Verdict: Spineless wimp, unpleasant woman

London - Finborough Theatre - 9 July to 2 August 08 - 19:30 (2:00 incl 15-minute interval)

'I'm either a stooge or a somnabulist – which is it?' So asks George Harvey Bone (Matthew Flynn), a tortured alcoholic obsessed with Netta (Caroline Faber and Clare Calbraith), a desperate actress hardened by ambition. Is George in thrall to a ruthless bitch whose unrelenting cruelty would provoke murderous thoughts in the mildest of men? Or is this version – and Netta - only seen through the skewed double-vision of a drink-addled fantasist? Is this a good honest man brought down by a nasty prick-tease, or a troubled man projecting his nightmares onto a blameless idealised woman?

Two actresses portray Netta, alternating between playing the actual character and an imagined 'double', a device that creates an interesting split focus, with the double serving as an extension of Bone's thoughts.

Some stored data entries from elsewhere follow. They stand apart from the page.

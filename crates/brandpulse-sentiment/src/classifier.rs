//! Multinomial logistic regression over sparse TF-IDF vectors.
//!
//! Per-class linear scores are turned into probabilities with a softmax. The
//! objective is the mean cross-entropy plus `‖W‖² / (2·C·n)`; intercepts are
//! not penalised. Fitting uses L-BFGS and always terminates at `max_iter`.

use brandpulse_core::Sentiment;
use ndarray::{s, Array1, Array2, ArrayView1};
use rayon::prelude::*;
use serde::{Deserialize, Serialize};

use crate::error::SentimentError;
use crate::features::SparseVector;
use crate::optim::Lbfgs;

const N_CLASSES: usize = Sentiment::COUNT;
const LBFGS_MEMORY: usize = 10;
/// Samples per gradient work unit. Fixed so partial sums combine identically
/// regardless of how many rayon workers run them.
const GRADIENT_CHUNK: usize = 512;

#[derive(Debug, Clone, Copy, PartialEq, Serialize, Deserialize)]
pub struct ClassifierConfig {
    /// Inverse regularization strength; smaller values regularize more.
    pub regularization_c: f64,
    pub max_iter: usize,
    pub tolerance: f64,
}

impl Default for ClassifierConfig {
    fn default() -> Self {
        Self {
            regularization_c: 1.0,
            max_iter: 1000,
            tolerance: 1e-4,
        }
    }
}

/// Outcome of one optimisation run.
#[derive(Debug, Clone, Copy, PartialEq, Serialize, Deserialize)]
pub struct FitReport {
    pub iterations: usize,
    /// `false` when the iteration cap was hit first.
    pub converged: bool,
    pub final_loss: f64,
}

#[derive(Debug, Clone, PartialEq, Serialize, Deserialize)]
pub struct SoftmaxClassifier {
    n_features: usize,
    /// `classes × features`, rows in [`Sentiment::ALL`] order.
    coefficients: Array2<f64>,
    intercepts: Array1<f64>,
}

impl SoftmaxClassifier {
    /// Fit a fresh model.
    ///
    /// Reaching `max_iter` is not an error: a warning is logged and the best
    /// coefficients found so far are kept, with `FitReport::converged` unset.
    ///
    /// # Errors
    ///
    /// Returns [`SentimentError::LengthMismatch`] if `features` and `labels`
    /// differ in length, or [`SentimentError::Features`] if there is nothing
    /// to train on.
    pub fn fit(
        config: &ClassifierConfig,
        features: &[SparseVector],
        labels: &[Sentiment],
        n_features: usize,
    ) -> Result<(Self, FitReport), SentimentError> {
        if features.len() != labels.len() {
            return Err(SentimentError::LengthMismatch {
                texts: features.len(),
                labels: labels.len(),
            });
        }
        if features.is_empty() || n_features == 0 {
            return Err(SentimentError::Features(
                "classifier needs at least one sample and one feature".to_string(),
            ));
        }

        let objective = Objective {
            features,
            labels,
            n_features,
            penalty: penalty_scale(config.regularization_c, features.len()),
        };
        let solver = Lbfgs {
            memory: LBFGS_MEMORY,
            max_iter: config.max_iter,
            tolerance: config.tolerance,
        };
        let minimum = solver.minimize(
            |theta| objective.evaluate(theta),
            Array1::zeros(N_CLASSES * (n_features + 1)),
        );

        if minimum.converged {
            tracing::debug!(
                iterations = minimum.iterations,
                loss = minimum.value,
                "classifier converged"
            );
        } else {
            tracing::warn!(
                iterations = minimum.iterations,
                max_iter = config.max_iter,
                loss = minimum.value,
                "classifier stopped before converging; keeping best coefficients"
            );
        }

        let model = Self::from_parameters(&minimum.point, n_features);
        let report = FitReport {
            iterations: minimum.iterations,
            converged: minimum.converged,
            final_loss: minimum.value,
        };
        Ok((model, report))
    }

    /// Per-class linear scores `w_k·x + b_k`.
    #[must_use]
    pub fn decision_scores(&self, vector: &SparseVector) -> [f64; N_CLASSES] {
        let mut scores = [0.0; N_CLASSES];
        for ((score, row), intercept) in scores
            .iter_mut()
            .zip(self.coefficients.rows())
            .zip(&self.intercepts)
        {
            *score = intercept + vector.dot(row);
        }
        scores
    }

    #[must_use]
    pub fn predict_proba(&self, features: &[SparseVector]) -> Vec<[f64; N_CLASSES]> {
        features
            .iter()
            .map(|vector| softmax(self.decision_scores(vector)))
            .collect()
    }

    #[must_use]
    pub fn predict(&self, features: &[SparseVector]) -> Vec<Sentiment> {
        self.predict_proba(features)
            .iter()
            .map(most_probable)
            .collect()
    }

    #[must_use]
    pub fn n_features(&self) -> usize {
        self.n_features
    }

    #[must_use]
    pub fn coefficients(&self, label: Sentiment) -> ArrayView1<'_, f64> {
        self.coefficients.row(label.index())
    }

    #[must_use]
    pub fn intercept(&self, label: Sentiment) -> f64 {
        self.intercepts[label.index()]
    }

    /// Check that the stored matrices agree with `n_features`. Needed for
    /// models read back from disk, which may have been edited by hand.
    ///
    /// # Errors
    ///
    /// Returns [`SentimentError::InvalidArtifact`] describing the first
    /// mismatch found.
    pub fn check_shape(&self) -> Result<(), SentimentError> {
        let expected = (N_CLASSES, self.n_features);
        if self.coefficients.dim() != expected {
            return Err(SentimentError::InvalidArtifact(format!(
                "coefficient matrix is {:?}, expected {expected:?}",
                self.coefficients.dim()
            )));
        }
        if self.intercepts.len() != N_CLASSES {
            return Err(SentimentError::InvalidArtifact(format!(
                "{} intercepts, expected {N_CLASSES}",
                self.intercepts.len()
            )));
        }
        Ok(())
    }

    /// Unpack the flat optimiser vector: `K·d` weights, then `K` intercepts.
    fn from_parameters(theta: &Array1<f64>, n_features: usize) -> Self {
        let weights_len = N_CLASSES * n_features;
        let coefficients =
            Array2::from_shape_fn((N_CLASSES, n_features), |(class, feature)| {
                theta[class * n_features + feature]
            });
        let intercepts = theta.slice(s![weights_len..]).to_owned();
        Self {
            n_features,
            coefficients,
            intercepts,
        }
    }
}

/// Label with the highest probability. Exact ties go to the label that comes
/// first in [`Sentiment::ALL`], i.e. `Positive > Negative > Neutral`.
#[must_use]
pub fn most_probable(probabilities: &[f64; N_CLASSES]) -> Sentiment {
    let mut best = 0;
    for (index, p) in probabilities.iter().enumerate().skip(1) {
        if *p > probabilities[best] {
            best = index;
        }
    }
    Sentiment::ALL[best]
}

#[must_use]
pub fn softmax(scores: [f64; N_CLASSES]) -> [f64; N_CLASSES] {
    let max = scores.iter().copied().fold(f64::NEG_INFINITY, f64::max);
    let mut out = scores.map(|s| (s - max).exp());
    let total: f64 = out.iter().sum();
    for p in &mut out {
        *p /= total;
    }
    out
}

#[allow(clippy::cast_precision_loss)]
fn penalty_scale(regularization_c: f64, n_samples: usize) -> f64 {
    1.0 / (regularization_c * n_samples as f64)
}

struct Objective<'a> {
    features: &'a [SparseVector],
    labels: &'a [Sentiment],
    n_features: usize,
    /// `1 / (C·n)`: multiplies `½‖W‖²` in the value and `W` in the gradient.
    penalty: f64,
}

impl Objective<'_> {
    #[allow(clippy::cast_precision_loss)]
    fn evaluate(&self, theta: &Array1<f64>) -> (f64, Array1<f64>) {
        let model = SoftmaxClassifier::from_parameters(theta, self.n_features);

        let partials: Vec<ChunkGradient> = self
            .features
            .par_chunks(GRADIENT_CHUNK)
            .zip(self.labels.par_chunks(GRADIENT_CHUNK))
            .map(|(xs, ys)| self.chunk_gradient(&model, xs, ys))
            .collect();

        let mut total = ChunkGradient::zeros(self.n_features);
        for partial in partials {
            total.loss += partial.loss;
            total.weights += &partial.weights;
            total.intercepts += &partial.intercepts;
        }

        let n = self.features.len() as f64;
        let mut loss = total.loss / n;
        let mut weights = total.weights / n;
        let intercepts = total.intercepts / n;

        loss += 0.5 * self.penalty * model.coefficients.mapv(|w| w * w).sum();
        weights.scaled_add(self.penalty, &model.coefficients);

        let gradient = weights.iter().chain(&intercepts).copied().collect();
        (loss, gradient)
    }

    /// Summed cross-entropy and gradient over one chunk, before averaging.
    fn chunk_gradient(
        &self,
        model: &SoftmaxClassifier,
        features: &[SparseVector],
        labels: &[Sentiment],
    ) -> ChunkGradient {
        let mut out = ChunkGradient::zeros(self.n_features);

        for (vector, label) in features.iter().zip(labels) {
            let probabilities = softmax(model.decision_scores(vector));
            let truth = label.index();
            out.loss -= probabilities[truth].max(f64::MIN_POSITIVE).ln();

            for (class, p) in probabilities.iter().enumerate() {
                let residual = p - if class == truth { 1.0 } else { 0.0 };
                let mut row = out.weights.row_mut(class);
                for &(feature, weight) in vector.entries() {
                    row[feature] += residual * weight;
                }
                out.intercepts[class] += residual;
            }
        }

        out
    }
}

struct ChunkGradient {
    loss: f64,
    weights: Array2<f64>,
    intercepts: Array1<f64>,
}

impl ChunkGradient {
    fn zeros(n_features: usize) -> Self {
        Self {
            loss: 0.0,
            weights: Array2::zeros((N_CLASSES, n_features)),
            intercepts: Array1::zeros(N_CLASSES),
        }
    }
}

#[cfg(test)]
#[path = "classifier_test.rs"]
mod tests;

The two Nettas represent the real and the imagined, and Bone grapples with this accomplice of his mind as she goads and encourages him to murder the ungrateful 'real' object of his love. It is a clever construct that takes a minute or two to grasp, but which yields tremendous visual and psychological scope.

The basic story is straightforward, though the presentation is more complex and the better for it. Bone pursues Netta doggedly, taking her out for meals, and paying for boozy trips to Brighton and is repaid only by contempt from Netta and her friends Peter (Gyuri Sarossy) and SYM. (Anthony Eden). Netta is only interested in mixing with people who can help boost her career, such as Eddie Carstairs (Jonathan Kemp) of Carstairs, Fitzgerald & Scott theatrical agency. She shows interest in Bone's old school friend Johnnie Littlejohn (Jamie De Courcey), who is an accountant with the agency, in the hope of getting closer to Eddie, and manipulates Bone into paying for a trip to Brighton to see a new show starring comedy duo Drexel & Hobbs (Gyuri Sarossy and Anthony Eden) with which the agency is involved. Netta contrives to ensure Bone does not attend the opening so that she is free to seduce Eddie. A paranoid Bone suspects that Netta and Johnnie Littlejohn are having an affair, and secretly follows her to Brighton to catch them out. Johnnie happens to spot Bone drinking himself into oblivion on the beach and convinces him that no one, not even Eddie, is interested in the rude, scheming actress, something Eddie later confirms. Murder ensues and Bone flees to Maidenhead where he runs out of money and places to hide, realising that he was (unsurprisingly) wrong about Maidenhead being the haven he had imagined and accepting that he 'might be wrong about everything'.

Along with a moody and elegant set, evocative music and sound, and ingenious stage direction, this superb seven-strong ensemble cast creates a seamless flow of psychological intrigue. The story's light and shade is etched with subtlety, shifting in tone as expertly as the rippling lighting states in which the stage is bathed from humorous to sinister, poetic to banal, and glamorous to wretched.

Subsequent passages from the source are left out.